Une société exploitant une base de données regroupant des informations sur les entreprises françaises a constaté que sa base était reproduite par l’un de ses concurrents, qui en commercialisait le contenu sur plusieurs sites internet. La victime a saisi le Tribunal de grande instance de Paris afin d’obtenir la cessation de l’exploitation de sa base de données et l’indemnisation de ses préjudices. Elle demande une somme de 300.000 € de dommages et intérêts au titre de la contrefaçon de ses droits d’auteur et de producteur de base de données et, à titre subsidiaire, 300.000 € au titre d’actes de concurrence déloyale et parasitaire.
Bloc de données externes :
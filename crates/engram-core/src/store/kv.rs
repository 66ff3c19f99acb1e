//! In-memory key-value store

use std::collections::HashMap;

use async_trait::async_trait;
use parking_lot::RwLock;

use super::KeyValueStore;
use crate::error::Result;

type Namespace = Vec<(String, Vec<u8>)>;

/// Reference [`KeyValueStore`]: namespaced insertion-ordered pairs behind one
/// `RwLock`. The durable alternative is [`super::SqliteKeyValueStore`].
#[derive(Default)]
pub struct InMemoryKeyValueStore {
    namespaces: RwLock<HashMap<String, Namespace>>,
}

impl InMemoryKeyValueStore {
    pub fn new() -> Self {
        Self::default()
    }
}

#[async_trait]
impl KeyValueStore for InMemoryKeyValueStore {
    async fn put(&self, namespace: &str, key: &str, value: Vec<u8>) -> Result<()> {
        let mut namespaces = self.namespaces.write();
        let ns = namespaces.entry(namespace.to_string()).or_default();
        match ns.iter_mut().find(|(k, _)| k == key) {
            Some((_, v)) => *v = value,
            None => ns.push((key.to_string(), value)),
        }
        Ok(())
    }

    async fn get(&self, namespace: &str, key: &str) -> Result<Option<Vec<u8>>> {
        let namespaces = self.namespaces.read();
        Ok(namespaces
            .get(namespace)
            .and_then(|ns| ns.iter().find(|(k, _)| k == key).map(|(_, v)| v.clone())))
    }

    async fn remove(&self, namespace: &str, key: &str) -> Result<bool> {
        let mut namespaces = self.namespaces.write();
        let Some(ns) = namespaces.get_mut(namespace) else {
            return Ok(false);
        };
        let before = ns.len();
        ns.retain(|(k, _)| k != key);
        Ok(ns.len() < before)
    }

    async fn scan(&self, namespace: &str) -> Result<Vec<(String, Vec<u8>)>> {
        let namespaces = self.namespaces.read();
        Ok(namespaces.get(namespace).cloned().unwrap_or_default())
    }
}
Le titulaire de la base ayant prouvé les investissements engagés pour sa constitution (recherche et collecte des données, création de l’architecture et matériel informatique) et pour sa mise à jour (achat de données et coûts de personnel), la juridiction lui reconnaît la qualité de producteur de base de données (1). A défaut d’originalité de la base, son titulaire ne peut bénéficier de la protection des droits d’auteur et les actes de concurrence déloyale ne sont pas retenus en l’absence de faits distincts de ceux invoqués pour l’atteinte à la base.
Selon la décision (2), la présence de trois adresses pièges dans la base litigieuse démontre qu’il y a eu une importation globale de la base constituant une extraction substantielle de celle-ci et donnant droit à réparation. Le jugement considère que l’auteur de l’extraction s’est approprié les investissements engagés par le titulaire, ce qui lui a permis d’exploiter le contenu de la base à des tarifs inférieurs à ceux proposés par le titulaire et de détourner sa clientèle.
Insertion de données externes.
//! # Engram Core
//!
//! Long-term memory engine for fleets of cooperating research agents.
//! Five memory modules share a set of pluggable storage adapters:
//!
//! - **Episodic**: vector-indexed records of past tasks with access-stat
//!   tracking and utility-driven forgetting
//! - **Semantic**: a knowledge graph of `(subject, predicate, object)`
//!   triples with MERGE semantics and atomic subgraph propagation
//! - **Temporal**: bitemporal fact versions with spatial attributes,
//!   answerable as of any historical transaction time
//! - **Procedural**: reusable skills retrievable by similarity or metadata
//! - **Evaluator**: critiques keyed by deterministic query fingerprints
//!
//! Everything network-facing (embedder, vector store, graph store) sits
//! behind a trait with a cancellable exponential retry envelope; in-memory
//! reference adapters make the engine fully testable without external
//! services.
//!
//! ## Quick Start
//!
//! ```rust,ignore
//! use engram_core::{LtmConfig, LtmService};
//! use engram_core::types::{EpisodicDraft, Provenance, QueryInput};
//!
//! let service = LtmService::from_config(LtmConfig::from_env())?;
//!
//! let id = service.episodic.consolidate(draft, Provenance::now("agent-1", None)).await?;
//! let hits = service.episodic.retrieve(&QueryInput::Text { text: "...".into() }, 5).await?;
//! ```

pub mod config;
pub mod embedder;
pub mod error;
pub mod forgetting;
pub mod memory;
pub mod metrics;
pub mod provenance;
pub mod retry;
pub mod service;
pub mod store;
pub mod types;

// ============================================================================
// PUBLIC API RE-EXPORTS
// ============================================================================

pub use config::LtmConfig;
pub use embedder::{cosine_similarity, CachedEmbedder, Embedder, HashingEmbedder};
pub use error::{ErrorCode, FieldError, MemoryError, Result};
pub use forgetting::{ForgettingEngine, ForgettingPolicy, ForgettingReport};
pub use memory::{
    fingerprint, ConsolidateFormat, EpisodicMemory, EvaluatorMemory, ProceduralMemory,
    SemanticMemory, TemporalMemory,
};
pub use metrics::{MetricsSnapshot, RetrievalMetrics};
pub use provenance::ProvenanceStore;
pub use retry::RetryPolicy;
pub use service::LtmService;
pub use store::{
    GraphStore, InMemoryGraphStore, InMemoryKeyValueStore, InMemoryVectorStore, KeyValueStore,
    ScoredPoint, SqliteKeyValueStore, VectorRecord, VectorStore,
};
pub use types::{
    BoundingBox, Critique, EntitySpec, EpisodicDraft, EpisodicRecord, ForgetPredicate,
    ForgetRequest, GeoPoint, MemoryType, Provenance, QueryInput, SemanticTriple, Skill,
    SkillDraft, SkillRepresentation, TemporalFact, TemporalFactDraft, TimeWindow, TriplePattern,
};

/// Crate version
pub const VERSION: &str = env!("CARGO_PKG_VERSION");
L’auteur de l’extraction a indiqué avoir 5.500 clients, ainsi que les tarifs unitaires de ses produits (399 € HT et 199 € HT), mais ni le chiffre d’affaires réalisé à partir de la base, ni l’évolution des ventes du titulaire depuis les faits ne sont analysés dans la décision.
L’auteur des extractions ayant exploité, dans sa communication commerciale, le caractère avantageux de ses tarifs et le caractère plus complet de son produit par rapport à celui du titulaire réel de la base, le jugement retient également une atteinte à l’image de ce dernier.
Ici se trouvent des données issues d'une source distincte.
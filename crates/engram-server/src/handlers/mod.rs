//! Endpoint handlers
//!
//! One module per memory family. Every handler authorizes first, then
//! validates the body into its typed request shape (unknown fields are
//! rejected), dispatches into the engine, and translates engine errors
//! through [`crate::error::ApiError`].

pub mod episodic;
pub mod evaluator;
pub mod misc;
pub mod procedural;
pub mod semantic;
pub mod temporal;

use axum::body::Bytes;
use engram_core::types::UNSPECIFIED_SOURCE;
use engram_core::Provenance;
use serde::de::DeserializeOwned;
use serde_json::{json, Value};

use crate::error::ApiError;

/// Parse a typed request out of a JSON value, surfacing the serde diagnostic
/// as a field-level validation error
pub(crate) fn from_value<T: DeserializeOwned>(value: Value, what: &str) -> Result<T, ApiError> {
    serde_json::from_value(value).map_err(|e| {
        ApiError::validation(
            format!("invalid {what}"),
            json!({ "fields": [{ "field": what, "message": e.to_string() }] }),
        )
    })
}

/// Raw request bytes as JSON; an empty body reads as `{}` so GET endpoints
/// can carry their query in the body
pub(crate) fn body_value(bytes: &Bytes) -> Result<Value, ApiError> {
    if bytes.is_empty() {
        return Ok(json!({}));
    }
    serde_json::from_slice(bytes).map_err(|e| {
        ApiError::validation(
            "request body is not valid JSON",
            json!({ "fields": [{ "field": "body", "message": e.to_string() }] }),
        )
    })
}

/// Provenance stamped from the optional producer identity in the body
pub(crate) fn provenance_from(
    source: Option<String>,
    parent_ids: Option<Vec<String>>,
) -> Provenance {
    Provenance::now(
        source.unwrap_or_else(|| UNSPECIFIED_SOURCE.to_string()),
        parent_ids,
    )
}
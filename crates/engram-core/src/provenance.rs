//! Per-record lineage tracking
//!
//! Every consolidation writes one provenance record keyed by memory type and
//! record id; `/provenance/{memory_type}/{record_id}` reads it back.

use std::sync::Arc;

use crate::error::{MemoryError, Result};
use crate::store::{KeyValueStore, PROVENANCE_NAMESPACE};
use crate::types::{MemoryType, Provenance};

pub struct ProvenanceStore {
    kv: Arc<dyn KeyValueStore>,
}

impl ProvenanceStore {
    pub fn new(kv: Arc<dyn KeyValueStore>) -> Self {
        Self { kv }
    }

    fn key(memory_type: MemoryType, record_id: &str) -> String {
        format!("{}/{}", memory_type.as_str(), record_id)
    }

    /// Record lineage for a freshly consolidated record
    pub async fn record(
        &self,
        memory_type: MemoryType,
        record_id: &str,
        provenance: &Provenance,
    ) -> Result<()> {
        let bytes = serde_json::to_vec(provenance)?;
        self.kv
            .put(PROVENANCE_NAMESPACE, &Self::key(memory_type, record_id), bytes)
            .await
    }

    /// Lineage of a record, or `NotFound`
    pub async fn get(&self, memory_type: MemoryType, record_id: &str) -> Result<Provenance> {
        let bytes = self
            .kv
            .get(PROVENANCE_NAMESPACE, &Self::key(memory_type, record_id))
            .await?
            .ok_or_else(|| {
                MemoryError::NotFound(format!(
                    "no provenance for {} record {record_id}",
                    memory_type.as_str()
                ))
            })?;
        Ok(serde_json::from_slice(&bytes)?)
    }

    /// Drop lineage alongside a forgotten record
    pub async fn forget(&self, memory_type: MemoryType, record_id: &str) -> Result<bool> {
        self.kv
            .remove(PROVENANCE_NAMESPACE, &Self::key(memory_type, record_id))
            .await
    }
}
En considérant ces éléments, la décision fixe la réparation à une somme globale de 150.000 €, sans préciser le détail du chiffrage effectué ni distinguer le montant des deux préjudices qui semblent avoir été retenus. L’atteinte à l’image constatée, qui semblait bien reposer sur des faits distincts (communication auprès des clients) de ceux retenus pour l’atteinte à la base de données (extraction et réutilisation de la base), aurait pu causer des préjudices distincts du détournement de clientèle, en ayant des effets négatifs sur d’autres produits ou d’autres clients du titulaire de la base.
Selon les chiffres fournis par la décision, l’auteur des extractions a réalisé un chiffre d’affaires minimum de 1.094.500 € HT (199 € HT X 5.500) grâce à la base litigieuse. Le montant du manque à gagner de la victime, qui n’est pas discuté, aurait donc pu s’avérer plus proche de ce montant que de 150.000 €.